多少はましになったものの、痛みは皮膚と同化してテスの全身に貼りついていました。

一番痛むのは顔と頭を庇った両腕で、こちらはへし折られる寸前でした。

痛みは惨めな気分にさせ、惨めな気分は寒さを引き立てます。

お前よう、どうして黙って殴られたんだ? 殴り返すこともできただろうよ。
テスは寒さに体を強ばらせながら答えました。
彼らは俺より弱いから……。
はっ?

反撃したら、戦いになる。

戦いになったら、殺さなければならない。

そういうものだから……。

オルゴは顔を引き攣らせました。

目の前の純粋そうな青年の口から「殺す」という語が飛び出たことに、ショックを受けているようです。

あたしたちは我慢できる。

テスが全部をあたしたちのせいにしてオルゴと逃げても、あたしたちは我慢できた。

そんなことはしない。

してもよかったんだよ。あたしたちは我慢するから……。

あたしたちは死なないし、生きている人間は自殺をするかもしれないけれど、もうそれもできないから。

いつか生者が死に絶えて、あたしたちに対する観測者が消えれば、あたしたちも消える。

それまでは、何があっても我慢する。

テスは何とも返事をしかねて俯きました。

一時の鐘が鳴りました。

死者たちは、キユもタシも、仕事をしなければならないはずです。

それからオルゴを見ました。

オルゴ。

この人と一緒に旅をできたらどんなに楽しいだろうと思います。

一緒に歩き、一緒に乗り物に乗り、共に眠り、共に食事をし、見たことや聞いたことについて互いに話をし、問題があれば一緒に考えてくれる、話しかけることができる、笑いかけることができる。

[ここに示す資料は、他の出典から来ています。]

mod amount;
mod clock;
mod ledger;
mod record;
mod transaction;

pub use amount::{Amount, AmountError};
pub use clock::{Clock, ManualClock, SystemClock};
pub use ledger::{Ledger, LedgerError, aggregate};
pub use record::{ExportRecord, write_csv};
pub use transaction::{Counterparty, Transaction, ValidationError};
use std::fmt;
use std::str::FromStr;
use thiserror::Error;

const SCALE: i64 = 10_000;

/// Amount of money carried by a transaction.
/// It is using internally an i64 in order to avoid floating point rounding error.
/// The Amount precision is four places past the decimal
#[derive(Debug, Clone, Copy, Default, PartialEq, Eq, PartialOrd, Ord, Hash)]
pub struct Amount {
    store: i64,
}

#[derive(Error, Debug, Clone, PartialEq, Eq)]
pub enum AmountError {
    #[error("Amount parsing error: {0}")]
    Parse(String),

    #[error("Overflow error while creating Amount")]
    Overflow,

    #[error("Underflow error while creating Amount")]
    Underflow,
}

impl Amount {
    pub fn new() -> Self {
        Amount { store: 0 }
    }

    /// Builds an amount from whole units (`500` -> `500.0000`).
    pub fn from_units(units: i64) -> Result<Amount, AmountError> {
        match units.checked_mul(SCALE) {
            Some(store) => Ok(Amount { store }),
            None => Err(AmountError::Overflow),
        }
    }

    pub fn is_positive(&self) -> bool {
        self.store > 0
    }

    pub fn is_zero(&self) -> bool {
        self.store == 0
    }

    pub fn add(&self, other: &Amount) -> Result<Amount, AmountError> {
        match self.store.checked_add(other.store) {
            Some(total) => Ok(Amount { store: total }),
            None => Err(AmountError::Overflow)?,
        }
    }

    pub fn sub(&self, other: &Amount) -> Result<Amount, AmountError> {
        match self.store.checked_sub(other.store) {
            Some(total) => Ok(Amount { store: total }),
            None => Err(AmountError::Underflow)?,
        }
    }

    /// Sums a sequence of amounts, failing on overflow. Empty input sums to zero.
    pub fn checked_sum<'a, I>(amounts: I) -> Result<Amount, AmountError>
    where
        I: IntoIterator<Item = &'a Amount>,
    {
        amounts
            .into_iter()
            .try_fold(Amount::new(), |total, amount| total.add(amount))
    }
}

impl FromStr for Amount {
    type Err = AmountError;

    fn from_str(s: &str) -> Result<Self, Self::Err> {
        let s = s.trim();
        if s.is_empty() {
            Err(AmountError::Parse(s.into()))?
        }

        let (negative, unsigned) = match s.strip_prefix('-') {
            Some(rest) => (true, rest),
            None => (false, s),
        };

        let (left_part, decimal_part) = match unsigned.split_once('.') {
            Some((left, dec)) => (left, Some(dec)),
            None => (unsigned, None),
        };

        // Checking for extra '.' or an empty number ("-", ".")
        if decimal_part.is_some_and(|d| d.contains('.'))
            || (left_part.is_empty() && decimal_part.is_none_or(str::is_empty))
        {
            Err(AmountError::Parse(s.into()))?
        }
        if !left_part.chars().all(|c| c.is_ascii_digit()) {
            Err(AmountError::Parse(s.into()))?
        }

        // Checking if integer part is empty (ex: ".05")
        let left_str = if left_part.is_empty() { "0" } else { left_part };

        let left: i64 = left_str
            .parse()
            .map_err(|_| AmountError::Parse(s.into()))?;
        let left = left.checked_mul(SCALE).ok_or(AmountError::Overflow)?;

        let mut dec_str = decimal_part.unwrap_or_default().to_owned();
        if !dec_str.chars().all(|c| c.is_ascii_digit()) {
            Err(AmountError::Parse(s.into()))?
        }

        // Ensure 4 digits for decimal part
        dec_str.truncate(4);
        while dec_str.len() < 4 {
            dec_str.push('0');
        }
        let dec: i64 = dec_str
            .parse()
            .map_err(|_| AmountError::Parse(s.into()))?;

        let total = left.checked_add(dec).ok_or(AmountError::Overflow)?;
        let store = if negative { -total } else { total };

        Ok(Self { store })
    }
}

impl fmt::Display for Amount {
    fn fmt(&self, f: &mut fmt::Formatter<'_>) -> fmt::Result {
        let value = self.store;
        let sign = if value < 0 { "-" } else { "" };
        let abs_val = value.unsigned_abs();

        let left_part = abs_val / SCALE as u64;
        let decimal_part = abs_val % SCALE as u64;

        if decimal_part == 0 {
            return write!(f, "{sign}{left_part}");
        }

        let decimals = format!("{decimal_part:04}");
        write!(f, "{sign}{left_part}.{}", decimals.trim_end_matches('0'))
    }
}
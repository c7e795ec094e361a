use chrono::{DateTime, Utc};

/// A concrete time range or cutoff used to filter transactions.
///
/// Bounds are instants in UTC; they were computed from civil time in whatever
/// zone the resolver was given.
#[derive(Debug, Clone, Copy, PartialEq, Eq)]
pub enum Window {
    /// One calendar day, `00:00:00.000 ..= 23:59:59.999`.
    ExactDay {
        start: DateTime<Utc>,
        end: DateTime<Utc>,
    },
    /// One calendar month, first instant `..=` last millisecond.
    Month {
        start: DateTime<Utc>,
        end: DateTime<Utc>,
    },
    /// Everything at or after `cutoff`.
    Since { cutoff: DateTime<Utc> },
}

impl Window {
    pub fn since(cutoff: DateTime<Utc>) -> Self {
        Window::Since { cutoff }
    }

    /// Full history: `since(0)`.
    pub fn all_time() -> Self {
        Window::since(DateTime::UNIX_EPOCH)
    }

    pub fn lower(&self) -> DateTime<Utc> {
        match *self {
            Window::ExactDay { start, .. } | Window::Month { start, .. } => start,
            Window::Since { cutoff } => cutoff,
        }
    }

    /// Inclusive upper bound, `None` when unbounded.
    pub fn upper(&self) -> Option<DateTime<Utc>> {
        match *self {
            Window::ExactDay { end, .. } | Window::Month { end, .. } => Some(end),
            Window::Since { .. } => None,
        }
    }

    pub fn contains(&self, at: &DateTime<Utc>) -> bool {
        *at >= self.lower() && self.upper().is_none_or(|end| *at <= end)
    }
}
use std::fmt;

use log::{error, info, warn};

use crate::infra::constants::GENERIC_ERROR_MESSAGE;
use crate::infra::errors::ClientError;

#[derive(Debug, Clone, Copy, PartialEq, Eq)]
pub enum NotificationType {
    Default,
    Info,
    Success,
    Warning,
    Error,
}

impl NotificationType {
    pub fn as_str(&self) -> &'static str {
        match self {
            NotificationType::Default => "default",
            NotificationType::Info => "info",
            NotificationType::Success => "success",
            NotificationType::Warning => "warning",
            NotificationType::Error => "error",
        }
    }
}

impl fmt::Display for NotificationType {
    fn fmt(&self, f: &mut fmt::Formatter<'_>) -> fmt::Result {
        f.write_str(self.as_str())
    }
}

/// Where controllers send user-facing messages
pub trait Notifier: Send + Sync {
    fn notify(&self, kind: NotificationType, message: &str);
}

/// Routes notifications into the log
#[derive(Debug, Default, Clone, Copy)]
pub struct LogNotifier;

impl Notifier for LogNotifier {
    fn notify(&self, kind: NotificationType, message: &str) {
        match kind {
            NotificationType::Error => error!("[Notification] {}", message),
            NotificationType::Warning => warn!("[Notification] {}", message),
            _ => info!("[Notification] {}: {}", kind, message),
        }
    }
}

/// Notify with `message` as given, or the generic fallback when it is
/// missing or blank.
pub fn send_notification(
    notifier: &dyn Notifier,
    kind: NotificationType,
    message: Option<&str>,
) {
    let text = message
        .filter(|text| !text.trim().is_empty())
        .unwrap_or(GENERIC_ERROR_MESSAGE);
    notifier.notify(kind, text);
}

pub(crate) fn notify_failure(notifier: &dyn Notifier, err: &ClientError) {
    warn!("[Notification] Request failed: {}", err);
    send_notification(notifier, NotificationType::Error, err.server_message());
}
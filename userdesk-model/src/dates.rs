//! Lenient timestamp decoding for backend payloads.
//!
//! The backend serialises `java.util.Date` either as epoch milliseconds or
//! as an ISO-8601 string, depending on its Jackson settings. Both are read
//! here; output is always RFC 3339.

use chrono::{DateTime, Utc};
use serde::{Deserialize, Deserializer, de::Error};

#[derive(Deserialize)]
#[serde(untagged)]
enum RawDate {
    Millis(i64),
    Text(String),
}

/// `deserialize_with` target for `Option<DateTime<Utc>>` fields.
pub fn deserialize_optional<'de, D>(
    deserializer: D,
) -> Result<Option<DateTime<Utc>>, D::Error>
where
    D: Deserializer<'de>,
{
    match Option::<RawDate>::deserialize(deserializer)? {
        None => Ok(None),
        Some(RawDate::Millis(millis)) => {
            match DateTime::from_timestamp_millis(millis) {
                Some(date) => Ok(Some(date)),
                None => Err(D::Error::custom(format!(
                    "{millis} is out of range"
                ))),
            }
        }
        Some(RawDate::Text(text)) => {
            parse_text(&text).map_err(D::Error::custom)
        }
    }
}

fn parse_text(text: &str) -> Result<Option<DateTime<Utc>>, String> {
    let text = text.trim();
    if text.is_empty() {
        return Ok(None);
    }

    DateTime::parse_from_rfc3339(text)
        .or_else(|_| {
            DateTime::parse_from_str(text, "%Y-%m-%dT%H:%M:%S%.f%z")
        })
        .map(|date| Some(date.with_timezone(&Utc)))
        .map_err(|e| format!("unrecognised date {text:?}: {e}"))
}

#[cfg(test)]
mod tests {
    use super::*;

    #[test]
    fn java_offset_without_colon_is_accepted() {
        let date = parse_text("2021-06-12T00:13:09.000+0000").unwrap();
        assert_eq!(date.map(|d| d.timestamp()), Some(1_623_456_789));
        assert_eq!(parse_text("  ").unwrap(), None);
        assert!(parse_text("yesterday").is_err());
    }
}
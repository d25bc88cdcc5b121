//! Durable client-side key-value storage
//!
//! A string-keyed, string-valued store with an in-memory implementation
//! (tests, ephemeral sessions) and a JSON file implementation (the CLI).

pub mod file;
pub mod memory;
pub mod traits;

pub use file::FileStore;
pub use memory::MemoryStore;
pub use traits::KeyValueStore;
use chrono::{DateTime, Utc};

use crate::role::UserRole;

/// Identity record as served by `/user/list`, `/user/login` and friends.
///
/// Every field is defaulted when absent so that partial payloads (e.g. the
/// register response, or a cache written by an older build) still parse.
#[derive(Debug, Clone, Default, PartialEq, Eq)]
#[cfg_attr(feature = "serde", derive(serde::Serialize, serde::Deserialize))]
#[cfg_attr(feature = "serde", serde(rename_all = "camelCase", default))]
pub struct User {
    pub user_id: String,
    pub first_name: String,
    pub last_name: String,
    pub username: String,
    pub email: String,
    #[cfg_attr(
        feature = "serde",
        serde(deserialize_with = "crate::dates::deserialize_optional")
    )]
    pub last_login_date: Option<DateTime<Utc>>,
    #[cfg_attr(
        feature = "serde",
        serde(deserialize_with = "crate::dates::deserialize_optional")
    )]
    pub last_login_date_display: Option<DateTime<Utc>>,
    #[cfg_attr(
        feature = "serde",
        serde(deserialize_with = "crate::dates::deserialize_optional")
    )]
    pub join_date: Option<DateTime<Utc>>,
    pub profile_image_url: String,
    pub active: bool,
    pub not_locked: bool,
    pub role: String,
    pub authorities: Vec<String>,
}

impl User {
    /// Parsed role, `None` when the backend sent something unrecognised.
    pub fn role(&self) -> Option<UserRole> {
        self.role.parse().ok()
    }

    pub fn full_name(&self) -> String {
        format!("{} {}", self.first_name, self.last_name)
    }

    /// Case-insensitive substring match against first or last name.
    ///
    /// `needle` must already be lowercased.
    pub fn name_contains(&self, needle: &str) -> bool {
        self.first_name.to_lowercase().contains(needle)
            || self.last_name.to_lowercase().contains(needle)
    }
}


#[cfg(test)]
mod name_tests {
    use super::*;

    #[test]
    fn name_match_checks_both_fields() {
        let user = User {
            first_name: "Ann".into(),
            last_name: "Hart".into(),
            ..Default::default()
        };
        assert!(user.name_contains("an"));
        assert!(user.name_contains("har"));
        assert!(!user.name_contains("ben"));
    }
}
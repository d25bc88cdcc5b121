use std::fmt::{self, Display};

/// Errors produced by model parsing and validation routines.
#[derive(Debug, Clone, PartialEq, Eq)]
pub enum ModelError {
    UnknownRole(String),
}

impl Display for ModelError {
    fn fmt(&self, f: &mut fmt::Formatter<'_>) -> fmt::Result {
        match self {
            ModelError::UnknownRole(role) => write!(f, "unknown role: {role}"),
        }
    }
}

impl std::error::Error for ModelError {}

pub type Result<T> = std::result::Result<T, ModelError>;
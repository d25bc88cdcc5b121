use std::sync::Arc;

use chrono::{Duration, Utc};
use jsonwebtoken::{Algorithm, EncodingKey, Header, encode};
use serde_json::json;
use tempfile::TempDir;
use userdesk_client::domains::auth::{SessionManager, SessionState};
use userdesk_client::infra::storage::{FileStore, KeyValueStore, MemoryStore};
use userdesk_model::User;

fn mint(claims: serde_json::Value) -> String {
    encode(
        &Header::new(Algorithm::HS512),
        &claims,
        &EncodingKey::from_secret(b"server-side-secret"),
    )
    .unwrap()
}

fn seeded() -> (SessionManager, Arc<MemoryStore>) {
    let store = Arc::new(MemoryStore::new());
    let session = SessionManager::new(store.clone());
    session
        .add_user_to_local_cache(&User {
            username: "ann".into(),
            ..User::default()
        })
        .unwrap();
    store.set_item("users", "[]").unwrap();
    (session, store)
}

#[test]
fn saved_token_is_returned_verbatim() {
    let (session, _) = seeded();
    session.save_token("not-even-a-jwt").unwrap();
    assert_eq!(session.token().as_deref(), Some("not-even-a-jwt"));
}

#[test]
fn fresh_token_with_subject_is_logged_in() {
    let (session, _) = seeded();
    let exp = (Utc::now() + Duration::hours(1)).timestamp();
    session
        .save_token(&mint(json!({ "sub": "ann", "exp": exp })))
        .unwrap();

    assert!(session.is_user_logged_in());
    assert_eq!(session.logged_in_username().as_deref(), Some("ann"));
}

#[test]
fn log_out_clears_token_user_and_users() {
    let (session, store) = seeded();
    session.save_token("abc").unwrap();

    session.log_out().unwrap();

    assert_eq!(session.token(), None);
    assert_eq!(session.get_user_from_local_cache().unwrap(), None);
    assert_eq!(store.get_item("users").unwrap(), None);
    assert!(store.is_empty());

    // Second logout is a no-op
    session.log_out().unwrap();
}

#[test]
fn token_without_subject_purges_the_session() {
    let (session, store) = seeded();
    let exp = (Utc::now() + Duration::hours(1)).timestamp();
    session.save_token(&mint(json!({ "exp": exp }))).unwrap();

    assert!(!session.is_user_logged_in());
    assert_eq!(session.token(), None);
    assert!(store.is_empty());
}

#[test]
fn expired_token_leaves_storage_intact() {
    let (session, store) = seeded();
    let exp = (Utc::now() - Duration::minutes(5)).timestamp();
    let token = mint(json!({ "sub": "ann", "exp": exp }));
    session.save_token(&token).unwrap();

    assert!(!session.is_user_logged_in());
    assert!(matches!(
        session.session_state().unwrap(),
        SessionState::Expired { ref username, .. } if username == "ann"
    ));
    assert_eq!(store.get_item("token").unwrap(), Some(token));
    assert!(session.get_user_from_local_cache().unwrap().is_some());
}

#[test]
fn garbage_token_is_logged_out_but_kept() {
    let (session, store) = seeded();
    session.save_token("definitely.not.jwt").unwrap();

    assert!(!session.is_user_logged_in());
    assert_eq!(
        store.get_item("token").unwrap().as_deref(),
        Some("definitely.not.jwt")
    );
}

#[test]
fn session_survives_a_restart_through_the_file_store() {
    let dir = TempDir::new().unwrap();
    let path = dir.path().join("local_storage.json");
    let exp = (Utc::now() + Duration::hours(1)).timestamp();
    let token = mint(json!({ "sub": "ben", "exp": exp }));

    {
        let session = SessionManager::new(Arc::new(FileStore::new(&path)));
        session.save_token(&token).unwrap();
    }

    let restarted = SessionManager::new(Arc::new(FileStore::new(&path)));
    assert_eq!(restarted.token(), None);
    assert!(restarted.is_user_logged_in());
    assert_eq!(restarted.token().as_deref(), Some(token.as_str()));
    assert_eq!(restarted.logged_in_username().as_deref(), Some("ben"));
}

#[test]
fn corrupted_storage_file_does_not_block_log_out_or_login() {
    let dir = TempDir::new().unwrap();
    let path = dir.path().join("local_storage.json");
    std::fs::write(&path, r#"{"token": "abc", trailing-garbage"#).unwrap();

    let session = SessionManager::new(Arc::new(FileStore::new(&path)));
    assert!(!session.is_user_logged_in());
    session.log_out().unwrap();

    let exp = (Utc::now() + Duration::hours(1)).timestamp();
    let token = mint(json!({ "sub": "ann", "exp": exp }));
    session.save_token(&token).unwrap();
    assert!(session.is_user_logged_in());
}
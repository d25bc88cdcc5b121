//! Session state as a value object
//!
//! Nothing here is persisted. The state is recomputed from the stored token
//! every time it is asked for, so a restart or a token written by another
//! process is always reflected.

use chrono::{DateTime, Utc};

use super::token::decode_claims;

#[derive(Debug, Clone, PartialEq, Eq)]
pub enum SessionState {
    /// No token, or an empty one
    Anonymous,

    /// A token is present but is not a readable JWT
    Undecodable,

    /// The token decodes but names no subject; it gets purged
    MissingSubject,

    /// Well-formed token past its expiry; left in storage until the next
    /// login overwrites it
    Expired {
        username: String,
        expired_at: DateTime<Utc>,
    },

    /// The only logged-in state
    Active {
        username: String,
        expires_at: Option<DateTime<Utc>>,
    },
}

impl SessionState {
    pub fn evaluate(token: Option<&str>, now: DateTime<Utc>) -> Self {
        let Some(token) = token.filter(|t| !t.is_empty()) else {
            return SessionState::Anonymous;
        };

        let claims = match decode_claims(token) {
            Ok(claims) => claims,
            Err(e) => {
                log::debug!("[SessionState] Token did not decode: {}", e);
                return SessionState::Undecodable;
            }
        };

        let Some(username) = claims.subject() else {
            return SessionState::MissingSubject;
        };

        if claims.is_expired_at(now) {
            return SessionState::Expired {
                username: username.to_string(),
                expired_at: claims.expires_at().unwrap_or(now),
            };
        }

        SessionState::Active {
            username: username.to_string(),
            expires_at: claims.expires_at(),
        }
    }

    pub fn is_logged_in(&self) -> bool {
        matches!(self, SessionState::Active { .. })
    }

    /// Username of an active session
    pub fn username(&self) -> Option<&str> {
        match self {
            SessionState::Active { username, .. } => Some(username),
            _ => None,
        }
    }

    /// Whether the stored session must be wiped when this state is observed
    pub fn requires_purge(&self) -> bool {
        matches!(self, SessionState::MissingSubject)
    }
}

#[cfg(test)]
mod tests {
    use super::*;
    use jsonwebtoken::{Algorithm, EncodingKey, Header, encode};
    use serde_json::json;

    fn mint(claims: serde_json::Value) -> String {
        encode(
            &Header::new(Algorithm::HS256),
            &claims,
            &EncodingKey::from_secret(b"secret"),
        )
        .unwrap()
    }

    #[test]
    fn absent_or_empty_token_is_anonymous() {
        let now = Utc::now();
        assert_eq!(SessionState::evaluate(None, now), SessionState::Anonymous);
        assert_eq!(
            SessionState::evaluate(Some(""), now),
            SessionState::Anonymous
        );
    }

    #[test]
    fn classifies_each_token_shape() {
        let now = Utc::now();
        let ts = now.timestamp();

        let active = mint(json!({ "sub": "ann", "exp": ts + 600 }));
        let state = SessionState::evaluate(Some(&active), now);
        assert!(state.is_logged_in());
        assert_eq!(state.username(), Some("ann"));

        let expired = mint(json!({ "sub": "ann", "exp": ts - 600 }));
        let state = SessionState::evaluate(Some(&expired), now);
        assert!(matches!(
            state,
            SessionState::Expired { ref username, .. } if username == "ann"
        ));
        assert!(!state.is_logged_in());
        assert!(!state.requires_purge());

        let anonymous = mint(json!({ "exp": ts + 600 }));
        let state = SessionState::evaluate(Some(&anonymous), now);
        assert_eq!(state, SessionState::MissingSubject);
        assert!(state.requires_purge());

        let state = SessionState::evaluate(Some("garbage"), now);
        assert_eq!(state, SessionState::Undecodable);
        assert!(!state.requires_purge());
    }

    #[test]
    fn fractional_expiry_reads_as_active() {
        let now = Utc::now();
        let exp = now.timestamp() as f64 + 3600.5;
        let token = mint(json!({ "sub": "ann", "exp": exp }));

        let state = SessionState::evaluate(Some(&token), now);
        assert!(state.is_logged_in());
        assert_eq!(state.username(), Some("ann"));
    }

    #[test]
    fn token_without_expiry_stays_active() {
        let token = mint(json!({ "sub": "ben" }));
        let state = SessionState::evaluate(Some(&token), Utc::now());
        assert_eq!(
            state,
            SessionState::Active {
                username: "ben".into(),
                expires_at: None
            }
        );
    }
}
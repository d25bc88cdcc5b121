/// Credentials posted to `/user/login`.
#[derive(Clone, Default, PartialEq, Eq)]
#[cfg_attr(feature = "serde", derive(serde::Serialize, serde::Deserialize))]
pub struct LoginRequest {
    pub username: String,
    pub password: String,
}

impl std::fmt::Debug for LoginRequest {
    fn fmt(&self, f: &mut std::fmt::Formatter<'_>) -> std::fmt::Result {
        f.debug_struct("LoginRequest")
            .field("username", &self.username)
            .field("password", &"<redacted>")
            .finish()
    }
}

/// Account details posted to `/user/register`; the backend emails a
/// temporary password.
#[derive(Debug, Clone, Default, PartialEq, Eq)]
#[cfg_attr(feature = "serde", derive(serde::Serialize, serde::Deserialize))]
#[cfg_attr(feature = "serde", serde(rename_all = "camelCase"))]
pub struct RegisterRequest {
    pub first_name: String,
    pub last_name: String,
    pub username: String,
    pub email: String,
}
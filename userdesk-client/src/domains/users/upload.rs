//! Profile image upload progress
//!
//! The multipart body is streamed in chunks; every chunk the transport pulls
//! produces an [`UploadEvent::UploadProgress`].

use futures::stream::{self, BoxStream, StreamExt};
use reqwest::Body;
use tokio::sync::mpsc::UnboundedSender;
use userdesk_model::User;

use crate::infra::errors::ClientResult;

pub const UPLOAD_CHUNK_SIZE: usize = 16 * 1024;

#[derive(Debug, Clone, PartialEq, Eq)]
pub enum UploadEvent {
    /// Request handed to the transport
    Sent,
    UploadProgress { loaded: u64, total: u64 },
    /// Backend accepted the image and returned the updated user
    Response(User),
}

pub type UploadStream = BoxStream<'static, ClientResult<UploadEvent>>;

#[derive(Debug, Clone, Copy, Default, PartialEq, Eq)]
pub enum UploadStatus {
    #[default]
    Idle,
    Progress,
    Done,
}

/// What the profile view shows while an upload runs
#[derive(Debug, Clone, Copy, Default, PartialEq, Eq)]
pub struct FileUploadStatus {
    pub status: UploadStatus,
    pub percentage: u8,
}

impl FileUploadStatus {
    pub fn record(&mut self, event: &UploadEvent) {
        match event {
            UploadEvent::Sent => {}
            UploadEvent::UploadProgress { loaded, total } => {
                self.percentage = percentage(*loaded, *total);
                self.status = UploadStatus::Progress;
            }
            UploadEvent::Response(_) => {
                self.percentage = 100;
                self.status = UploadStatus::Done;
            }
        }
    }

    pub fn reset(&mut self) {
        *self = Self::default();
    }
}

/// `round(100 * loaded / total)`, clamped to 100; an empty body is complete.
fn percentage(loaded: u64, total: u64) -> u8 {
    if total == 0 {
        return 100;
    }
    let loaded = u128::from(loaded.min(total));
    let total = u128::from(total);
    let rounded = (200 * loaded + total) / (2 * total);
    u8::try_from(rounded).unwrap_or(100)
}

/// Wrap `bytes` in a streaming body that reports each chunk it yields.
pub fn progress_body(
    bytes: Vec<u8>,
    events: UnboundedSender<ClientResult<UploadEvent>>,
) -> Body {
    let total = bytes.len() as u64;
    let chunks: Vec<Vec<u8>> = bytes
        .chunks(UPLOAD_CHUNK_SIZE)
        .map(<[u8]>::to_vec)
        .collect();

    let mut loaded = 0u64;
    let stream = stream::iter(chunks).map(move |chunk| {
        loaded += chunk.len() as u64;
        // Receiver may be gone if the caller stopped listening
        let _ = events.send(Ok(UploadEvent::UploadProgress { loaded, total }));
        Ok::<_, std::io::Error>(chunk)
    });
    Body::wrap_stream(stream)
}
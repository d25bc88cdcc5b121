/// Generic status body the backend returns for deletes, password resets and
/// every error response.
#[derive(Debug, Clone, Default, PartialEq, Eq)]
#[cfg_attr(feature = "serde", derive(serde::Serialize, serde::Deserialize))]
#[cfg_attr(feature = "serde", serde(rename_all = "camelCase", default))]
pub struct ServerMessage {
    pub http_status_code: u16,
    pub http_status: String,
    pub reason: String,
    pub message: String,
}

impl ServerMessage {
    /// The human-readable message, if the backend sent a non-blank one.
    pub fn text(&self) -> Option<&str> {
        let trimmed = self.message.trim();
        (!trimmed.is_empty()).then_some(self.message.as_str())
    }
}
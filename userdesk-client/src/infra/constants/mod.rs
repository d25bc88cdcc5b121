//! Constants module for centralized configuration values

pub mod routes;
pub mod storage_keys;

/// Response header carrying the signed token after a successful login
pub const DEFAULT_TOKEN_HEADER: &str = "Jwt-Token";

/// Shown when a failed request carried no usable message
pub const GENERIC_ERROR_MESSAGE: &str = "An error occurred. Please try again";
//! Userdesk client library
//!
//! Session handling, request authorization and the user directory client for
//! the Userdesk user-management backend, plus headless controllers for the
//! login, register and user management screens.
//!
//! Notes
//! - The session is derived from the stored token on every check; nothing
//!   about login state is cached beyond the last recorded username.
//! - The `userdesk` binary in `src/main.rs` is a thin CLI over [`bootstrap`].

pub mod bootstrap;
pub mod config;
pub mod domains;
pub mod infra;

pub use bootstrap::Services;
pub use config::ClientConfig;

そういう相手といられたら、どんなに素晴らしいだろう。

テスはつくづく思いました。

俺はもう、町を出る。親切にしてくれてありがとう。

どうせあてのない旅なら、俺と一緒に来たらどうだ。

そうオルゴに持ちかけられたのは、昨日、死者たちの隠れ家で寝る直前のことでした。

オルゴはもう、俺と一緒にいないほうがいい。
でもよ――
危険なんだ。俺は言葉つかいだから。
だからって、
駄目だ。オルゴは家族のところに帰らなくちゃ駄目だ。心配して待ってる。
………………。
オルゴは上着の内ポケットをがさごそし始めました。
そうだ。お前、金持ってねぇんだろ? せめて……
大丈夫。受け取れない。
せめてこれくらいはさせてくれよ。お前は命の恩人だろ?
それならもう、十分に返してもらった。汽車賃を出してくれたし、汽車の中での食事代も……毛布も貸してくれた。
そんなの――
それに、
一緒にいられて嬉しかった……。
真っ黒い孤独の波が押し寄せて、テスを呑みました。
テスは絶望しながら肩の毛布を脱ぎ、畳んで立ち上がりました。
するとキユがシャツの胸ポケットに手を入れ、何かをつまみ出し、テスに差し出しました。
じゃあ、これ持ってって。

指輪です。

テスは大きく目を開きました。

これ、白金だから。売ればお金になる。

…………。

お金はいつかキユが必要になるかもしれない。

そう……。
テスが要らないなら、オルゴにあげる。
まごついたオルゴも、キユの目がオルゴから指輪に、指輪からテスに動いたので意図を察しました。
お、おう……。

もらったはいいけど、俺には必要ないな。

テス、ほらよ、俺からお前にやるぜ。

テスにはもうこれ以上、好意を拒むことはできませんでした。

そっと手を差し出すと、オルゴがテスの掌に指輪を置きました。

そうしながら、テスの伏せがちな目を覗きこんできました。

大丈夫か? もう一人で歩けるか?

テスは誰とも別れたくなかったし、オルゴやキユやタシも、そんなテスの気持ちを感じているみたいです。
この世界の人の心は(すさ)んでいます。

たまに優しい人や一緒にいたいと思える人に出会えても、こうして自分から別れなければなりません。

テスは何度も礼を言いながら、死者のねぐらを後にしました。